If you spend much time reading or learning about how your body responds to exercise, you’ve probably heard about lactic acid. Lactic acid is produced when your body’s need for energy surpasses its ability to deliver oxygen to your muscles. It has also led to a number of claims, misconceptions, and myths among athletes, fitness professionals, and the general public.
Three of the most common claims pertaining to lactic acid are:
- Lactic acid is a primary cause of fatigue during exercise.
- Lactic acid is the cause of delayed onset muscle soreness (DOMS), which occurs 12-72 hours following exercise.
- Lactic acid is a waste product of metabolism that impairs athletic performance if allowed to accumulate within the muscle cell.
These misconceptions may lead people to believe things about their athletic performance that are not true. Here is the truth behind these three lactic acid claims.
Debunking Claims About Lactic Acid
The first claim on our list is that lactic acid is a primary cause of fatigue during exercise. This statement is false. Lactic acid does indeed accumulate during intense exercise and can impede muscle contractions. However, it normally resolves itself within 30-60 of exercise cessation.
The second claim is that lactic acid is the cause of muscle soreness (or DOMS) following exercise. This claim is also false. Recent research shows that the soreness we experience 1-2 days after a hard workout has nothing to do with lactic acid. Instead, it appears to be caused by microtrauma within muscle fibers.
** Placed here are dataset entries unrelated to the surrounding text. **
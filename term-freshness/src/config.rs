//! Invocation settings.

use std::path::{Path, PathBuf};

use crate::env::DEFAULT_ENV_PREFIX;
use crate::error::{FreshnessError, Result};

/// Number of nodes evaluated at once unless overridden.
pub const DEFAULT_THREADS: usize = 4;

/// Where the report is written unless overridden.
pub const DEFAULT_OUTPUT_PATH: &str = "target/sources.json";

/// Settings for one freshness invocation.
///
/// # Examples
///
/// ```rust
/// use term_freshness::config::FreshnessConfig;
///
/// let config = FreshnessConfig::new()
///     .with_threads(8)
///     .with_output_path("target/freshness.json");
/// assert!(config.validate().is_ok());
/// ```
#[derive(Debug, Clone)]
pub struct FreshnessConfig {
    threads: usize,
    env_prefix: String,
    output_path: PathBuf,
    pretty: bool,
}

impl Default for FreshnessConfig {
    fn default() -> Self {
        Self::new()
    }
}

impl FreshnessConfig {
    pub fn new() -> Self {
        Self {
            threads: DEFAULT_THREADS,
            env_prefix: DEFAULT_ENV_PREFIX.to_string(),
            output_path: PathBuf::from(DEFAULT_OUTPUT_PATH),
            pretty: true,
        }
    }

    /// Set the maximum number of nodes evaluated concurrently.
    pub fn with_threads(mut self, threads: usize) -> Self {
        self.threads = threads;
        self
    }

    /// Set the prefix that marks pass-through environment variables.
    pub fn with_env_prefix(mut self, prefix: impl Into<String>) -> Self {
        self.env_prefix = prefix.into();
        self
    }

    /// Set the report location.
    pub fn with_output_path(mut self, path: impl AsRef<Path>) -> Self {
        self.output_path = path.as_ref().to_path_buf();
        self
    }

    /// Set whether the report is pretty-printed.
    pub fn with_pretty(mut self, pretty: bool) -> Self {
        self.pretty = pretty;
        self
    }

    pub fn threads(&self) -> usize {
        self.threads
    }

    pub fn env_prefix(&self) -> &str {
        &self.env_prefix
    }

    pub fn output_path(&self) -> &Path {
        &self.output_path
    }

    pub fn pretty(&self) -> bool {
        self.pretty
    }

    /// Rejects settings that cannot produce a run.
    pub fn validate(&self) -> Result<()> {
        if self.threads == 0 {
            return Err(FreshnessError::Configuration(
                "threads must be at least 1".to_string(),
            ));
        }
        if self.env_prefix.is_empty() {
            return Err(FreshnessError::Configuration(
                "env prefix must not be empty".to_string(),
            ));
        }
        Ok(())
    }
}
Our final claim is that lactic acid is a waste product that impairs athletic performance. This claim is (you guessed it) false. As we mentioned above, lactic acid might impede muscle contraction. However, it actually serves as a viable energy reserve for both our aerobic and anaerobic pathways. In essence, this means your body actually uses it during exercise that either utilizes oxygen (aerobic) or no oxygen (anaerobic). Because it is used by the body during exercise, it is not a waste product.
Your Next Steps
So how can we apply this knowledge of lactic acid to make our workouts more effective? First, it is important to incorporate a good recovery routine after exercise. Recovery also plays a role during exercise itself. Taking a rest period between sets can ensure you do a little more without sacrificing your form.
Are you feeling sore after your workouts? There’s no need to simply live with DOMS. Get out your foam roller to help soothe that soreness away.
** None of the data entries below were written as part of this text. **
//! End-to-end freshness checks against DataFusion tables.

mod common;

use chrono::{Duration, Utc};
use common::{criteria, hours, node, SourceTable};
use datafusion::prelude::SessionContext;
use serde_json::Value;
use std::collections::BTreeMap;
use std::sync::Arc;
use term_freshness::criteria::{resolve, FreshnessOverride, TableFreshness};
use term_freshness::evaluator::FreshnessStatus;
use term_freshness::executor::DataFusionExecutor;
use term_freshness::node::FreshnessNode;
use term_freshness::project::SourcesProject;
use term_freshness::report::{FreshnessReport, ReportWriter};
use term_freshness::runner::FreshnessRunner;
use term_freshness::selector::NodeSelector;

fn runner(ctx: SessionContext) -> FreshnessRunner {
    FreshnessRunner::new(Arc::new(DataFusionExecutor::new(ctx)))
}

#[tokio::test]
async fn test_empty_table_is_runtime_error() {
    let ctx = SessionContext::new();
    SourceTable::new("scenario_a").register(&ctx);

    let output = runner(ctx)
        .run(vec![node("scenario_a", criteria(Some(hours(10)), Some(hours(18))))])
        .await
        .unwrap();

    let result = &output.results[0];
    assert_eq!(result.status, FreshnessStatus::RuntimeError);
    assert_eq!(result.max_loaded_at, None);
    assert_eq!(result.max_loaded_at_time_ago_in_s, None);
    assert!(result.error.is_some());
}

#[tokio::test]
async fn test_stale_table_warns() {
    let ctx = SessionContext::new();
    let mut table = SourceTable::new("scenario_b");
    table.insert(Utc::now() - Duration::hours(12));
    table.register(&ctx);

    let output = runner(ctx)
        .run(vec![node("scenario_b", criteria(Some(hours(10)), Some(hours(18))))])
        .await
        .unwrap();

    let result = &output.results[0];
    assert_eq!(result.status, FreshnessStatus::Warn);
    assert_eq!(result.max_loaded_at, table.last_inserted());
    let age = result.max_loaded_at_time_ago_in_s.unwrap();
    assert!((12.0 * 3_600.0..12.0 * 3_600.0 + 60.0).contains(&age), "age {age}");
}

#[tokio::test]
async fn test_recent_table_passes() {
    let ctx = SessionContext::new();
    let mut table = SourceTable::new("scenario_c");
    table.insert(Utc::now() - Duration::hours(5));
    table.insert(Utc::now() - Duration::hours(2));
    table.register(&ctx);

    let output = runner(ctx)
        .run(vec![node("scenario_c", criteria(Some(hours(10)), Some(hours(18))))])
        .await
        .unwrap();

    assert_eq!(output.results[0].status, FreshnessStatus::Pass);
    assert_eq!(output.results[0].max_loaded_at, table.last_inserted());
}

#[tokio::test]
async fn test_cleared_error_threshold_only_warns() {
    let source = criteria(Some(hours(6)), Some(hours(24)));
    let table_override = TableFreshness::Override(FreshnessOverride::new().clear_error_after());
    let effective = resolve(Some(&source), Some(&table_override))
        .into_criteria()
        .unwrap();
    assert_eq!(effective.error_after, None);

    let ctx = SessionContext::new();
    let mut table = SourceTable::new("scenario_d");
    table.insert(Utc::now() - Duration::hours(30));
    table.register(&ctx);

    let output = runner(ctx)
        .run(vec![node("scenario_d", effective)])
        .await
        .unwrap();
    assert_eq!(output.results[0].status, FreshnessStatus::Warn);
}

#[tokio::test]
async fn test_filter_excludes_rows() {
    let ctx = SessionContext::new();
    let mut table = SourceTable::new("filtered");
    let fresh_id = table.insert(Utc::now() - Duration::hours(1));
    table.insert(Utc::now() - Duration::hours(30));
    table.register(&ctx);

    let unfiltered = node("filtered", criteria(Some(hours(10)), Some(hours(18))));
    let filtered = FreshnessNode::new(
        "source.test.test_source.filtered_view",
        "test_source",
        "filtered_view",
        criteria(Some(hours(10)), Some(hours(18))).with_filter(format!("id <> {fresh_id}")),
    )
    .with_relation("filtered")
    .with_loaded_at_field("updated_at");

    let output = runner(ctx).run(vec![unfiltered, filtered]).await.unwrap();
    assert_eq!(output.results[0].status, FreshnessStatus::Pass);
    assert_eq!(output.results[1].status, FreshnessStatus::Error);
    assert_eq!(
        output.results[1].criteria.filter,
        Some(format!("id <> {fresh_id}"))
    );
}

#[tokio::test]
async fn test_filter_removing_all_rows_is_runtime_error() {
    let ctx = SessionContext::new();
    let mut table = SourceTable::new("all_filtered");
    table.insert(Utc::now());
    table.register(&ctx);

    let node = node(
        "all_filtered",
        criteria(Some(hours(1)), None).with_filter("id < 0"),
    );
    let output = runner(ctx).run(vec![node]).await.unwrap();
    assert_eq!(output.results[0].status, FreshnessStatus::RuntimeError);
}

#[tokio::test]
async fn test_mixed_case_relation() {
    let ctx = SessionContext::new();
    let mut table = SourceTable::new("RawOrders");
    table.insert(Utc::now() - Duration::hours(1));
    table.register(&ctx);

    let output = runner(ctx)
        .run(vec![node("RawOrders", criteria(Some(hours(10)), None))])
        .await
        .unwrap();

    let result = &output.results[0];
    assert_eq!(result.status, FreshnessStatus::Pass, "{:?}", result.error);
    assert_eq!(result.max_loaded_at, table.last_inserted());
    assert_eq!(result.adapter_response["rows_affected"], 1);
}

#[tokio::test]
async fn test_missing_table_does_not_affect_others() {
    let ctx = SessionContext::new();
    let mut table = SourceTable::new("present");
    table.insert(Utc::now());
    table.register(&ctx);

    let output = runner(ctx)
        .run(vec![
            node("absent", criteria(Some(hours(1)), None)),
            node("present", criteria(Some(hours(1)), None)),
        ])
        .await
        .unwrap();

    assert_eq!(output.results[0].status, FreshnessStatus::RuntimeError);
    assert!(output.results[0].error.as_deref().unwrap().contains("absent"));
    assert_eq!(output.results[0].snapshotted_at, None);
    assert_eq!(output.results[1].status, FreshnessStatus::Pass);
}

const OVERRIDE_PROJECT: &str = r#"{
    "name": "test",
    "sources": [
        {"name": "source_a", "loaded_at_field": "updated_at",
         "freshness": {"warn_after": {"count": 10, "period": "hour"}, "error_after": {"count": 18, "period": "hour"}},
         "tables": [{"name": "test_table", "identifier": "source_a_table"}]},
        {"name": "source_b", "loaded_at_field": "updated_at",
         "freshness": {"warn_after": {"count": 10, "period": "hour"}, "error_after": {"count": 18, "period": "hour"}},
         "tables": [{"name": "test_table", "identifier": "source_b_table",
                     "freshness": {"warn_after": {"count": 1, "period": "hour"}}}]},
        {"name": "source_c", "loaded_at_field": "updated_at",
         "freshness": {"warn_after": {"count": 10, "period": "hour"}, "error_after": {"count": 18, "period": "hour"}},
         "tables": [{"name": "test_table", "identifier": "source_c_table",
                     "freshness": {"error_after": null}}]},
        {"name": "source_d", "loaded_at_field": "updated_at",
         "freshness": {"warn_after": {"count": 10, "period": "hour"}, "error_after": {"count": 18, "period": "hour"}},
         "tables": [{"name": "test_table", "identifier": "source_d_table",
                     "freshness": {"error_after": {"count": 3, "period": "day"}}}]},
        {"name": "source_e", "loaded_at_field": "updated_at",
         "freshness": {"warn_after": {"count": 10, "period": "hour"}, "error_after": {"count": 18, "period": "hour"}},
         "tables": [{"name": "test_table", "identifier": "source_e_table", "freshness": null}]}
    ]
}"#;

#[tokio::test]
async fn test_project_overrides() {
    let project = SourcesProject::from_json_str(OVERRIDE_PROJECT).unwrap();
    let plan = project.plan(&NodeSelector::all());
    assert!(plan.errors.is_empty());
    assert_eq!(plan.disabled, vec!["source.test.source_e.test_table"]);

    let ctx = SessionContext::new();
    for source in ["a", "b", "c", "d", "e"] {
        let mut table = SourceTable::new(&format!("source_{source}_table"));
        table.insert(Utc::now() - Duration::hours(20));
        table.register(&ctx);
    }

    let output = runner(ctx).with_threads(2).run(plan.nodes).await.unwrap();
    let statuses: BTreeMap<_, _> = output
        .results
        .iter()
        .map(|r| (r.unique_id.as_str(), r.status))
        .collect();

    assert_eq!(statuses.len(), 4);
    assert_eq!(statuses["source.test.source_a.test_table"], FreshnessStatus::Error);
    assert_eq!(statuses["source.test.source_b.test_table"], FreshnessStatus::Error);
    assert_eq!(statuses["source.test.source_c.test_table"], FreshnessStatus::Warn);
    assert_eq!(statuses["source.test.source_d.test_table"], FreshnessStatus::Warn);

    let source_c = &output.results[2];
    assert_eq!(source_c.criteria.error_after, None);
    assert_eq!(source_c.criteria.warn_after, Some(hours(10)));
}

#[tokio::test]
async fn test_csv_project_end_to_end() {
    let dir = tempfile::tempdir().unwrap();
    let loaded = (Utc::now() - Duration::hours(3)).format("%Y-%m-%dT%H:%M:%S");
    let older = (Utc::now() - Duration::hours(40)).format("%Y-%m-%dT%H:%M:%S");
    std::fs::write(
        dir.path().join("orders.csv"),
        format!("id,updated_at\n1,{older}\n2,{loaded}\n"),
    )
    .unwrap();
    std::fs::write(
        dir.path().join("sources.json"),
        r#"{"name": "shop", "sources": [{
            "name": "raw",
            "loaded_at_field": "updated_at",
            "freshness": {"warn_after": {"count": 12, "period": "hour"}},
            "tables": [
                {"name": "orders", "location": {"path": "orders.csv", "format": "csv"}},
                {"name": "refunds"}
            ]
        }]}"#,
    )
    .unwrap();

    let project = SourcesProject::from_path(dir.path().join("sources.json")).unwrap();
    let plan = project.plan(&NodeSelector::all());
    let ctx = SessionContext::new();
    assert_eq!(project.register_tables(&ctx).await, 1);

    let output = runner(ctx).run(plan.nodes).await.unwrap();
    let report = FreshnessReport::from_run(output, "csv-run", BTreeMap::new());
    assert_eq!(report.results()[0].status, FreshnessStatus::Pass);
    assert_eq!(report.results()[1].status, FreshnessStatus::RuntimeError);
    assert_eq!(report.status(), FreshnessStatus::Error);

    let path = dir.path().join("target").join("sources.json");
    ReportWriter::new().write(&report, &path).unwrap();
    let doc: Value = serde_json::from_str(&std::fs::read_to_string(&path).unwrap()).unwrap();
    assert_eq!(doc["metadata"]["invocation_id"], "csv-run");
    assert!(doc["results"][0]["max_loaded_at"]
        .as_str()
        .unwrap()
        .ends_with("+00:00"));
    assert_eq!(doc["results"][1]["status"], "runtime error");
    assert!(doc["results"][1]["max_loaded_at"].is_null());
}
We hope you’re thinking about lactic acid in a slightly different way! Now that you know a little more about it, we want to encourage you to approach your workouts a little differently. Take the time to take care of your body as you exercise. Incorporate periods of rest into your strength routines if you haven’t already. Explore new ways to deal with muscle soreness after exercise (your coach is a great resource for ideas). Keep exploring how your body reacts to exercise and you’ll get more and more out of each workout!